The second episode of the series lived up to all my expectations from the pilot and I was still fully onboard. I liked that there were nods to the comics, but nothing overwhelming to make someone like me who has never read them feel like I was missing something. We were getting to see different sides to the characters and learning their relationships and seeing Oliver through their eyes while we also got to see him finding his way as he developed his vigilante alter ego. It was compelling and it was great storytelling.

But then all of a sudden, it wasn’t. The show slowly started to lose me in the third episode. It was supposed to be a big episode because of the introduction of Deadshot, but I wasn’t feeling it. The episode felt more like a procedural on how to catch a serial killer than the journey of a future superhero. Things picked up again when Oliver’s cover was blown and he was arrested for his vigilante activities. There was a great twist when Oliver told Dig that he’d wanted to get caught just so he could prove that he wasn’t the vigilante because eventually people would notice the timing of his return and the vigilante’s appearance.

That was also around the time that Dig had a talk with Oliver about how he needed to be a hero too and not just a vigilante while the Royal Flush Gang was in town. “Legacies” remains my favorite episode of the series so far and I really thought it was going to turn the show around and get back on track to telling Oliver’s story and the supporting characters’ stories and so on.
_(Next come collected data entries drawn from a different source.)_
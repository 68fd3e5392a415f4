//! Product record extraction and persistence
//!
//! Turns fetched product pages (WooCommerce-style markup) into
//! [`ProductRecord`]s and writes the accumulated, deduplicated set to a JSON
//! array file and a CSV file when the crawl finalizes.

use crate::job::JobResult;
use crate::sink::{ResultProcessor, SinkError, SinkResult};
use scraper::{ElementRef, Selector};
use serde::{Deserialize, Serialize};
use std::fs;
use std::path::PathBuf;

/// One scraped product
#[derive(Debug, Clone, PartialEq, Serialize, Deserialize)]
pub struct ProductRecord {
    pub name: String,
    pub price: Option<String>,
    pub sale_price: Option<String>,
    pub on_sale: bool,
    pub description: Option<String>,
    pub stock_level: Option<String>,
}

/// Extracts a product record from a fetched product page
///
/// The product title is required; a page without it (or without the product
/// container at all) is malformed and yields an error for the orchestrator
/// to log. Price, description and stock level are optional — storefronts
/// omit them for unpriced or unstocked items.
///
/// Price semantics follow the storefront's markup: the summary block lists
/// one amount for a regularly priced product and two when a sale is in
/// effect (regular first, sale price second).
pub fn extract_product(result: &JobResult) -> SinkResult<ProductRecord> {
    let url = result.job.url.clone();
    let document = result
        .html()
        .ok_or_else(|| SinkError::NoContent { url: url.clone() })?;

    let product = first(document.root_element(), "div.product, div.type-product").ok_or_else(
        || SinkError::MissingField {
            url: url.clone(),
            field: "product container",
        },
    )?;

    let summary =
        first(product, "div.summary, div.entry-summary").ok_or_else(|| SinkError::MissingField {
            url: url.clone(),
            field: "summary block",
        })?;

    let name = first(summary, "h1.product_title, h1.entry-title")
        .map(text_of)
        .filter(|name| !name.is_empty())
        .ok_or(SinkError::MissingField {
            url,
            field: "product title",
        })?;

    let amounts = texts_of(summary, "span.woocommerce-Price-amount, span.amount");
    let (price, sale_price, on_sale) = match amounts.len() {
        0 => (None, None, false),
        1 => (Some(amounts[0].clone()), None, false),
        _ => (Some(amounts[0].clone()), Some(amounts[1].clone()), true),
    };

    let description = first(product, "div.woocommerce-Tabs-panel p").map(text_of);
    let stock_level = first(summary, "p.stock").map(text_of);

    Ok(ProductRecord {
        name,
        price,
        sale_price,
        on_sale,
        description,
        stock_level,
    })
}

fn first<'a>(scope: ElementRef<'a>, css: &str) -> Option<ElementRef<'a>> {
    let selector = Selector::parse(css).ok()?;
    scope.select(&selector).next()
}

fn text_of(element: ElementRef<'_>) -> String {
    element.text().collect::<String>().trim().to_string()
}

fn texts_of(scope: ElementRef<'_>, css: &str) -> Vec<String> {
    match Selector::parse(css) {
        Ok(selector) => scope.select(&selector).map(text_of).collect(),
        Err(_) => Vec::new(),
    }
}

/// Accumulates product records and persists them on finalize
pub struct ProductSink {
    json_path: PathBuf,
    csv_path: PathBuf,
    records: Vec<ProductRecord>,
}

impl ProductSink {
    pub fn new(json_path: impl Into<PathBuf>, csv_path: impl Into<PathBuf>) -> Self {
        Self {
            json_path: json_path.into(),
            csv_path: csv_path.into(),
            records: Vec::new(),
        }
    }

    /// Records collected so far
    pub fn records(&self) -> &[ProductRecord] {
        &self.records
    }
}

impl ResultProcessor for ProductSink {
    fn process(&mut self, result: &JobResult) -> SinkResult<()> {
        let record = extract_product(result)?;
        if self.records.contains(&record) {
            tracing::debug!("Skipping duplicate product record for {}", result.job.url);
            return Ok(());
        }
        tracing::debug!("Collected product record: {}", record.name);
        self.records.push(record);
        Ok(())
    }

    fn finalize(&mut self) -> SinkResult<()> {
        for path in [&self.json_path, &self.csv_path] {
            if let Some(parent) = path.parent() {
                if !parent.as_os_str().is_empty() {
                    fs::create_dir_all(parent)?;
                }
            }
        }

        let json_file = fs::File::create(&self.json_path)?;
        serde_json::to_writer_pretty(json_file, &self.records)?;

        let mut writer = csv::Writer::from_path(&self.csv_path)?;
        for record in &self.records {
            writer.serialize(record)?;
        }
        writer.flush()?;

        tracing::info!(
            "Wrote {} product records to {} and {}",
            self.records.len(),
            self.json_path.display(),
            self.csv_path.display()
        );
        Ok(())
    }
}

#[cfg(test)]
mod tests {
    use super::*;
    use crate::job::Job;

    const PRODUCT_PAGE: &str = r#"
        <html><body>
        <div class="product type-product">
            <div class="summary entry-summary">
                <h1 class="product_title entry-title">Garden Gnome</h1>
                <span class="woocommerce-Price-amount amount">&euro;12,50</span>
                <p class="stock">In stock</p>
            </div>
            <div class="woocommerce-Tabs-panel">
                <p>A cheerful gnome for any garden.</p>
            </div>
        </div>
        </body></html>
    "#;

    const SALE_PAGE: &str = r#"
        <html><body>
        <div class="product">
            <div class="summary">
                <h1 class="product_title">Watering Can</h1>
                <span class="woocommerce-Price-amount">&euro;20,00</span>
                <span class="woocommerce-Price-amount">&euro;15,00</span>
            </div>
        </div>
        </body></html>
    "#;

    fn result_for(url: &str, body: &str) -> JobResult {
        JobResult {
            job: Job::get(url),
            body: Some(body.as_bytes().to_vec()),
            status_code: Some(200),
            fetched_at: 0,
        }
    }

    #[test]
    fn test_extract_full_record() {
        let result = result_for("https://shop.test/product/gnome", PRODUCT_PAGE);
        let record = extract_product(&result).unwrap();

        assert_eq!(record.name, "Garden Gnome");
        assert_eq!(record.price.as_deref(), Some("€12,50"));
        assert_eq!(record.sale_price, None);
        assert!(!record.on_sale);
        assert_eq!(
            record.description.as_deref(),
            Some("A cheerful gnome for any garden.")
        );
        assert_eq!(record.stock_level.as_deref(), Some("In stock"));
    }

    #[test]
    fn test_extract_sale_prices() {
        let result = result_for("https://shop.test/product/can", SALE_PAGE);
        let record = extract_product(&result).unwrap();

        assert_eq!(record.price.as_deref(), Some("€20,00"));
        assert_eq!(record.sale_price.as_deref(), Some("€15,00"));
        assert!(record.on_sale);
        assert_eq!(record.description, None);
        assert_eq!(record.stock_level, None);
    }

    #[test]
    fn test_extract_requires_product_markup() {
        let result = result_for("https://shop.test/about", "<html><body>About us</body></html>");
        let err = extract_product(&result).unwrap_err();
        assert!(matches!(err, SinkError::MissingField { field, .. } if field == "product container"));
    }

    #[test]
    fn test_extract_requires_successful_fetch() {
        let result = JobResult {
            job: Job::get("https://shop.test/product/gone"),
            body: Some(b"server error".to_vec()),
            status_code: Some(500),
            fetched_at: 0,
        };
        let err = extract_product(&result).unwrap_err();
        assert!(matches!(err, SinkError::NoContent { .. }));
    }

    #[test]
    fn test_process_deduplicates_identical_records() {
        let dir = tempfile::tempdir().unwrap();
        let mut sink = ProductSink::new(
            dir.path().join("products.json"),
            dir.path().join("products.csv"),
        );

        let result = result_for("https://shop.test/product/gnome", PRODUCT_PAGE);
        sink.process(&result).unwrap();
        sink.process(&result).unwrap();

        assert_eq!(sink.records().len(), 1);
    }

    #[test]
    fn test_finalize_writes_json_and_csv() {
        let dir = tempfile::tempdir().unwrap();
        let json_path = dir.path().join("out/products.json");
        let csv_path = dir.path().join("out/products.csv");
        let mut sink = ProductSink::new(&json_path, &csv_path);

        sink.process(&result_for("https://shop.test/product/gnome", PRODUCT_PAGE))
            .unwrap();
        sink.process(&result_for("https://shop.test/product/can", SALE_PAGE))
            .unwrap();
        sink.finalize().unwrap();

        let json = fs::read_to_string(&json_path).unwrap();
        let parsed: Vec<ProductRecord> = serde_json::from_str(&json).unwrap();
        assert_eq!(parsed.len(), 2);
        assert_eq!(parsed[0].name, "Garden Gnome");

        let csv = fs::read_to_string(&csv_path).unwrap();
        assert!(csv.contains("Watering Can"));
    }
}
//! Link scanning for fetched pages
//!
//! Collects candidate URLs from `<a href>` tags in a parsed document,
//! resolving relative references against the page's own URL. Page types
//! apply their allow-list and landing-page exclusions on top of this.

use scraper::{Html, Selector};
use url::Url;

/// Extracts all followable links from a parsed HTML document
///
/// Relative references are resolved against `base_url`. Excluded outright:
/// `javascript:`, `mailto:`, `tel:` and `data:` schemes, fragment-only
/// anchors, links carrying a `download` attribute, and anything that does
/// not resolve to HTTP(S).
pub fn extract_links(document: &Html, base_url: &Url) -> Vec<String> {
    let mut links = Vec::new();

    if let Ok(selector) = Selector::parse("a[href]") {
        for element in document.select(&selector) {
            if element.value().attr("download").is_some() {
                continue;
            }
            if let Some(href) = element.value().attr("href") {
                if let Some(absolute) = resolve_link(href, base_url) {
                    links.push(absolute);
                }
            }
        }
    }

    links
}

/// Resolves one href to an absolute HTTP(S) URL, or rejects it
fn resolve_link(href: &str, base_url: &Url) -> Option<String> {
    let href = href.trim();

    if href.is_empty() {
        return None;
    }

    if href.starts_with("javascript:")
        || href.starts_with("mailto:")
        || href.starts_with("tel:")
        || href.starts_with("data:")
    {
        return None;
    }

    // Same-page anchors
    if href.starts_with('#') {
        return None;
    }

    match base_url.join(href) {
        Ok(absolute) if absolute.scheme() == "http" || absolute.scheme() == "https" => {
            Some(absolute.to_string())
        }
        _ => None,
    }
}
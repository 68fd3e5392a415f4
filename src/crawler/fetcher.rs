//! HTTP fetcher with bounded retries and escalating backoff
//!
//! [`Fetcher::execute`] performs one job's fetch as a two-level retry state
//! machine:
//!
//! - the inner loop re-sends the request while the server responds with a
//!   status other than 200, for up to `retries + 1` attempts, and breaks out
//!   immediately on 200;
//! - the outer loop restarts the inner one when the connection itself fails
//!   (transport error rather than a non-200 response), for up to `retries`
//!   cycles.
//!
//! Whatever response was last received is returned even when it is not a
//! 200; only a transport failure on every attempt yields a result with no
//! body and no status code. Connection errors are logged and swallowed so
//! the crawl loop can continue with the next job.

use crate::config::CrawlerConfig;
use crate::crawler::backoff::Backoff;
use crate::job::{Job, JobResult, JobStatus, Method};
use reqwest::Client;
use std::time::Duration;

/// Retry and backoff parameters for the fetcher
#[derive(Debug, Clone)]
pub struct RetryPolicy {
    /// Bound for both retry dimensions: `retries + 1` inner attempts per
    /// cycle, `retries` outer cycles
    pub retries: u32,
    /// First wait applied when a retry is needed
    pub initial_backoff: Duration,
    /// Added to the wait after every individual sleep
    pub backoff_increment: Duration,
}

impl Default for RetryPolicy {
    fn default() -> Self {
        Self {
            retries: 3,
            initial_backoff: Duration::from_secs(5),
            backoff_increment: Duration::from_secs(5),
        }
    }
}

impl RetryPolicy {
    pub fn from_config(config: &CrawlerConfig) -> Self {
        Self {
            retries: config.retries,
            initial_backoff: Duration::from_millis(config.initial_backoff_ms),
            backoff_increment: Duration::from_millis(config.backoff_increment_ms),
        }
    }
}

/// Builds the HTTP client the fetcher sends requests with
pub fn build_http_client() -> Result<Client, reqwest::Error> {
    let user_agent = format!("{}/{}", env!("CARGO_PKG_NAME"), env!("CARGO_PKG_VERSION"));

    Client::builder()
        .user_agent(user_agent)
        .timeout(Duration::from_secs(30))
        .connect_timeout(Duration::from_secs(10))
        .gzip(true)
        .brotli(true)
        .build()
}

/// Executes jobs one at a time, owning the shared backoff counter
pub struct Fetcher {
    client: Client,
    policy: RetryPolicy,
    backoff: Backoff,
}

impl Fetcher {
    /// Creates a fetcher with a freshly built HTTP client
    pub fn new(policy: RetryPolicy) -> Result<Self, reqwest::Error> {
        Ok(Self::with_client(build_http_client()?, policy))
    }

    /// Creates a fetcher around an existing client
    pub fn with_client(client: Client, policy: RetryPolicy) -> Self {
        let backoff = Backoff::new(policy.initial_backoff, policy.backoff_increment);
        Self {
            client,
            policy,
            backoff,
        }
    }

    /// Fetches one job, consuming it into the returned result
    ///
    /// The backoff counter escalates across every wait this call performs
    /// and is restored to its initial value before returning, whatever the
    /// outcome.
    pub async fn execute(&mut self, mut job: Job) -> JobResult {
        job.status = JobStatus::InProgress;

        let mut last_response: Option<(u16, Vec<u8>)> = None;

        'cycles: for cycle in 0..self.policy.retries {
            for attempt in 0..=self.policy.retries {
                match self.send(&job).await {
                    Ok((status, body)) => {
                        let finished = status == 200 || attempt == self.policy.retries;
                        last_response = Some((status, body));
                        if finished {
                            break 'cycles;
                        }
                        tracing::info!(
                            "Retrying {} request to {} ({}/{})",
                            job.method,
                            job.url,
                            attempt + 1,
                            self.policy.retries
                        );
                        self.pause().await;
                    }
                    Err(err) => {
                        tracing::error!(
                            "Connection error while trying to access {} (cycle {}/{}): {}",
                            job.url,
                            cycle + 1,
                            self.policy.retries,
                            err
                        );
                        self.pause().await;
                        // Abandon this cycle's attempts and start a fresh one
                        continue 'cycles;
                    }
                }
            }
        }

        self.backoff.reset();

        let (status_code, body) = match last_response {
            Some((status, body)) => (Some(status), Some(body)),
            None => (None, None),
        };

        JobResult {
            job,
            body,
            status_code,
            fetched_at: chrono::Utc::now().timestamp(),
        }
    }

    async fn send(&self, job: &Job) -> Result<(u16, Vec<u8>), reqwest::Error> {
        let request = match job.method {
            Method::Get => self.client.get(&job.url),
            Method::Post => {
                let request = self.client.post(&job.url);
                match &job.payload {
                    Some(payload) => request.json(payload),
                    None => request,
                }
            }
        };

        let response = request.send().await?;
        let status = response.status().as_u16();
        let body = response.bytes().await?.to_vec();
        Ok((status, body))
    }

    async fn pause(&mut self) {
        let delay = self.backoff.next_delay();
        tracing::debug!("Waiting {:?} before next attempt", delay);
        tokio::time::sleep(delay).await;
    }
}
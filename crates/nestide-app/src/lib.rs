//! # nestide-app - Run-Configuration State and Orchestration
//!
//! Everything between the host IDE's UI events and the launch of a nested
//! IDE instance:
//!
//! - [`field`] - validating path inputs ([`PathInputField`])
//! - [`profile`] - the persistent launch profile ([`LaunchProfile`])
//! - [`command`] - pure launch-spec construction ([`LaunchSpec`], [`build`])
//! - [`controller`] - event orchestration ([`RunConfigurationController`])
//! - [`host`] - collaborator traits the host injects
//! - [`store`] - settings-store adapters
//! - [`themes`] - theme catalog scanning
//!
//! The split between the pure command builder and the stateful controller
//! keeps the argument policy testable without any filesystem or UI
//! dependency.

pub mod command;
pub mod controller;
pub mod field;
pub mod host;
pub mod profile;
pub mod store;
pub mod themes;

pub use command::{build, test_subject_from_target, LaunchSpec, SETTINGS_FLAG, TEST_FLAG, THEME_FLAG};
pub use controller::RunConfigurationController;
pub use field::PathInputField;
pub use host::{FileChooser, ProcessHandle, ProcessLauncher, SettingsStore, TargetCatalog};
pub use profile::{
    LaunchProfile, SETTINGS_PATH_KEY, THEME_KEY, USE_SETTINGS_PATH_KEY, WORKING_DIRECTORY_KEY,
};
pub use store::{MemorySettingsStore, TomlSettingsStore};
pub use themes::{available_themes, DEFAULT_THEME, THEME_FILE_EXTENSION};
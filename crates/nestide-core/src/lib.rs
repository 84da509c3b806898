//! # nestide-core - Core Domain Types
//!
//! Foundation crate for Nestide, a run-target toolkit for launching a nested
//! instance of the host IDE. Provides the path-validation engine, the
//! user-facing error taxonomy, and logging setup.
//!
//! This crate has **zero internal dependencies** -- it only depends on
//! external crates (thiserror, tracing and its subscriber stack, dirs,
//! libc on unix).
//!
//! ## Public API
//!
//! ### Validation (`validate`)
//! - [`PathRuleSet`] - immutable acceptance rules for one path input
//! - [`PathKind`], [`Permission`] - filesystem object kinds and permission bits
//! - [`Verdict`] - Valid, or Invalid with exactly one message
//! - [`validate()`] - ordered classification of a candidate path
//!
//! ### Error Handling (`error`)
//! - [`Error`] - ambient error enum for infrastructure operations
//! - [`Result`] - type alias for `std::result::Result<T, Error>`
//! - [`ValidationError`] - why a candidate path was rejected
//! - [`LaunchRefused`] - why a run request was refused, naming the field
//!
//! ### Logging (`logging`)
//! - [`logging::init()`] - rolling file subscriber controlled by `NESTIDE_LOG`
//!
//! ## Prelude
//!
//! Import commonly used types with:
//! ```rust
//! use nestide_core::prelude::*;
//! ```

pub mod error;
pub mod logging;
pub mod validate;

/// Prelude for common imports used throughout all Nestide crates
pub mod prelude {
    pub use super::error::{Error, Result};
    pub use tracing::{debug, error, info, trace, warn};
}

// Re-export commonly used types at crate root for convenience
pub use error::{Error, FieldId, LaunchRefused, Result, ValidationError};
pub use validate::{validate, PathKind, PathRuleSet, Permission, Verdict};
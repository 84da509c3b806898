//! Settings store adapters
//!
//! Provides:
//! - [`MemorySettingsStore`] - in-memory store, the reference implementation
//!   used throughout the tests
//! - [`TomlSettingsStore`] - flat string table persisted to a `.toml` file,
//!   for hosts without a settings framework of their own

use std::collections::BTreeMap;
use std::path::{Path, PathBuf};

use nestide_core::prelude::*;

use crate::host::SettingsStore;

/// In-memory flat key/value store.
#[derive(Debug, Default, Clone)]
pub struct MemorySettingsStore {
    values: BTreeMap<String, String>,
}

impl MemorySettingsStore {
    pub fn new() -> Self {
        Self::default()
    }

    pub fn is_empty(&self) -> bool {
        self.values.is_empty()
    }
}

impl SettingsStore for MemorySettingsStore {
    fn get(&self, key: &str) -> Option<String> {
        self.values.get(key).cloned()
    }

    fn set(&mut self, key: &str, value: &str) {
        self.values.insert(key.to_string(), value.to_string());
    }

    fn remove(&mut self, key: &str) {
        self.values.remove(key);
    }
}

/// Flat key/value store persisted as a TOML table of strings.
///
/// Keys are stored verbatim, so dotted run-configuration keys become quoted
/// TOML keys. Saving truncates and rewrites the whole file.
#[derive(Debug)]
pub struct TomlSettingsStore {
    path: PathBuf,
    values: BTreeMap<String, String>,
}

impl TomlSettingsStore {
    /// Load the store from `path`. A missing file is an empty store.
    pub fn load(path: impl Into<PathBuf>) -> Result<Self> {
        let path = path.into();
        let values = if path.exists() {
            let content = std::fs::read_to_string(&path)?;
            toml::from_str(&content)
                .map_err(|e| Error::config(format!("Failed to parse {}: {}", path.display(), e)))?
        } else {
            BTreeMap::new()
        };
        Ok(Self { path, values })
    }

    /// Write the store back to disk.
    pub fn save(&self) -> Result<()> {
        if let Some(parent) = self.path.parent() {
            std::fs::create_dir_all(parent)?;
        }
        let content = toml::to_string_pretty(&self.values)
            .map_err(|e| Error::config(format!("Failed to serialize settings: {}", e)))?;
        std::fs::write(&self.path, content)?;
        debug!("Saved settings to {:?}", self.path);
        Ok(())
    }

    pub fn path(&self) -> &Path {
        &self.path
    }
}

impl SettingsStore for TomlSettingsStore {
    fn get(&self, key: &str) -> Option<String> {
        self.values.get(key).cloned()
    }

    fn set(&mut self, key: &str, value: &str) {
        self.values.insert(key.to_string(), value.to_string());
    }

    fn remove(&mut self, key: &str) {
        self.values.remove(key);
    }
}
//! Launch spec construction
//!
//! [`build`] deterministically derives the command-line invocation for the
//! nested IDE (or its test runner) from a [`LaunchProfile`]. It is pure:
//! no filesystem, no host collaborators, no hidden state, so the argument
//! policy can be tested in isolation from the controller.

use std::path::{Path, PathBuf};

use crate::profile::LaunchProfile;

/// Flag consumed by the nested instance to select a settings directory.
pub const SETTINGS_FLAG: &str = "-settings";
/// Flag consumed by the nested instance to select a theme.
pub const THEME_FLAG: &str = "-theme";
/// Flag consumed by the nested instance to run one test subject and exit.
pub const TEST_FLAG: &str = "-test";

/// Fully resolved invocation of the nested process. Ephemeral: produced per
/// run request, handed to the host's process launcher, never persisted.
#[derive(Debug, Clone, PartialEq, Eq)]
pub struct LaunchSpec {
    pub executable_path: PathBuf,
    pub arguments: Vec<String>,
    pub working_directory: PathBuf,
    pub display_label: String,
}

impl LaunchSpec {
    /// Render the invocation as one shell-displayable line.
    ///
    /// Arguments containing spaces are quoted and embedded quotes escaped.
    /// Display only -- the authoritative form stays the argument vector.
    pub fn command_line(&self) -> String {
        let mut parts = vec![quote_for_display(&self.executable_path.to_string_lossy())];
        parts.extend(self.arguments.iter().map(|arg| quote_for_display(arg)));
        parts.join(" ")
    }
}

/// Derive the launch spec for `profile`.
///
/// Argument order is fixed: the settings flag pair when the alternative
/// settings toggle is on, then the theme flag pair when a theme is selected,
/// then the test flag pair when `test_subject` is present. The working
/// directory is passed through verbatim; defaulting happened at profile
/// creation. Callers must have confirmed launchability first.
pub fn build(
    profile: &LaunchProfile,
    host_executable: &Path,
    target_name: &str,
    test_subject: Option<&str>,
) -> LaunchSpec {
    let mut arguments = Vec::new();

    if profile.use_alternate_settings {
        arguments.push(SETTINGS_FLAG.to_string());
        arguments.push(profile.alternate_settings_path.to_string_lossy().into_owned());
    }

    if !profile.theme.is_empty() {
        arguments.push(THEME_FLAG.to_string());
        arguments.push(profile.theme.clone());
    }

    if let Some(subject) = test_subject {
        arguments.push(TEST_FLAG.to_string());
        arguments.push(subject.to_string());
    }

    let display_label = match test_subject {
        Some(subject) => format!("Run nested IDE tests \"{}\"", subject),
        None => format!("Run nested IDE with \"{}\"", target_name),
    };

    LaunchSpec {
        executable_path: host_executable.to_path_buf(),
        arguments,
        working_directory: profile.working_directory.clone(),
        display_label,
    }
}

/// Derive the test-subject identifier from a plugin library file name:
/// strip the `lib` prefix and everything from the first dot on, so
/// `libMyPlugin.so` becomes `MyPlugin`.
pub fn test_subject_from_target(target_file_name: &str) -> String {
    let name = target_file_name
        .strip_prefix("lib")
        .unwrap_or(target_file_name);
    name.split('.').next().unwrap_or(name).to_string()
}

fn quote_for_display(arg: &str) -> String {
    let escaped = arg.replace('"', "\\\"");
    if escaped.contains(' ') {
        format!("\"{}\"", escaped)
    } else {
        escaped
    }
}

#[cfg(test)]
mod tests {
    use super::*;

    fn profile() -> LaunchProfile {
        LaunchProfile::for_project(Path::new("/work/project"))
    }

    #[test]
    fn test_default_profile_produces_no_arguments() {
        let spec = build(&profile(), Path::new("/opt/ide/bin/ide"), "MyPlugin", None);
        assert_eq!(spec.executable_path, PathBuf::from("/opt/ide/bin/ide"));
        assert!(spec.arguments.is_empty());
        assert_eq!(spec.working_directory, PathBuf::from("/work/project"));
        assert_eq!(spec.display_label, "Run nested IDE with \"MyPlugin\"");
    }

    #[test]
    fn test_full_argument_order() {
        // Scenario D: -settings, then -theme, then -test, in that order.
        let mut profile = profile();
        profile.use_alternate_settings = true;
        profile.alternate_settings_path = PathBuf::from("/etc/qtc-alt");
        profile.theme = "Dark".to_string();

        let spec = build(
            &profile,
            Path::new("/opt/ide/bin/ide"),
            "MyPlugin",
            Some("MyTests"),
        );
        assert_eq!(
            spec.arguments,
            vec!["-settings", "/etc/qtc-alt", "-theme", "Dark", "-test", "MyTests"]
        );
        assert_eq!(spec.display_label, "Run nested IDE tests \"MyTests\"");
    }

    #[test]
    fn test_inactive_settings_path_is_never_emitted() {
        // Scenario C: a stale settings path is ignored while the toggle is off.
        let mut profile = profile();
        profile.use_alternate_settings = false;
        profile.alternate_settings_path = PathBuf::from("/no/such/dir");
        profile.theme = "Dark".to_string();

        let spec = build(&profile, Path::new("/opt/ide/bin/ide"), "MyPlugin", None);
        assert_eq!(spec.arguments, vec!["-theme", "Dark"]);
        assert!(!spec.arguments.iter().any(|a| a == "/no/such/dir"));
    }

    #[test]
    fn test_working_directory_passed_through_verbatim() {
        let mut profile = profile();
        profile.working_directory = PathBuf::from("relative/dir");

        let spec = build(&profile, Path::new("/opt/ide/bin/ide"), "MyPlugin", None);
        assert_eq!(spec.working_directory, PathBuf::from("relative/dir"));
    }

    #[test]
    fn test_build_is_pure() {
        let mut profile = profile();
        profile.theme = "Flat".to_string();

        let first = build(&profile, Path::new("/opt/ide/bin/ide"), "P", Some("T"));
        let second = build(&profile, Path::new("/opt/ide/bin/ide"), "P", Some("T"));
        assert_eq!(first, second);
    }

    #[test]
    fn test_command_line_quotes_spaces_and_escapes_quotes() {
        let mut profile = profile();
        profile.use_alternate_settings = true;
        profile.alternate_settings_path = PathBuf::from("/home/user/my settings");

        let spec = build(&profile, Path::new("/opt/ide/bin/ide"), "MyPlugin", None);
        assert_eq!(
            spec.command_line(),
            "/opt/ide/bin/ide -settings \"/home/user/my settings\""
        );

        let mut quoted = profile.clone();
        quoted.alternate_settings_path = PathBuf::from("/odd/\"dir\"");
        let spec = build(&quoted, Path::new("/opt/ide/bin/ide"), "MyPlugin", None);
        assert_eq!(
            spec.command_line(),
            "/opt/ide/bin/ide -settings /odd/\\\"dir\\\""
        );
    }

    #[test]
    fn test_test_subject_from_target() {
        assert_eq!(test_subject_from_target("libMyPlugin.so"), "MyPlugin");
        assert_eq!(test_subject_from_target("libMyPlugin.so.1.0"), "MyPlugin");
        assert_eq!(test_subject_from_target("MyPlugin.dll"), "MyPlugin");
        assert_eq!(test_subject_from_target("MyPlugin"), "MyPlugin");
    }
}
But once again, I was wrong. The next two episodes were devoted to The Huntress and Oliver’s instant love affair with her.

Admittedly, I was looking forward to the character and the episodes, but the arc that played out in them felt like something that should have happened over an entire season, not two episodes. It was rushed and not all that well done. Why should we care about Helena, this girl that we’ve met for five minutes? What’s going on with Laurel? While I’m not one of those people who feel like she needs to be Black Canary immediately and I definitely do not expect Laurel and Oliver to be a couple in the first season, I do feel like she should have more screen time than the guest stars.

The same can be said for Thea and Tommy and even Moira to an extent. I think I would have preferred it if Moira had remained the villain we suspected she was when she had Oliver kidnapped in the pilot. The dynamic of a mother and son living under the same roof and trying to repair their relationship as they unknowingly battled with each other for control of the city is a much stronger storyline in my opinion than that of whatever this mess is with Oliver and the Dark Archer.

Speaking of, I also think that if the show was going to tell the story of a Merlyn being the Dark Archer, it should have been Tommy from Day 1. Don’t get me wrong; I love Tommy, he’s become my favorite character on the show, but we all know he’s ultimately going to end up bad. The producers haven’t hid that fact. Instead, we have to suffer through the storyline of his father being bad (again, why should we care about this random guy?) and then ultimately, there will probably be a Smallville-esque twist where Tommy steps up to take his father’s place as the bad dude like Lex and Lionel Luthor.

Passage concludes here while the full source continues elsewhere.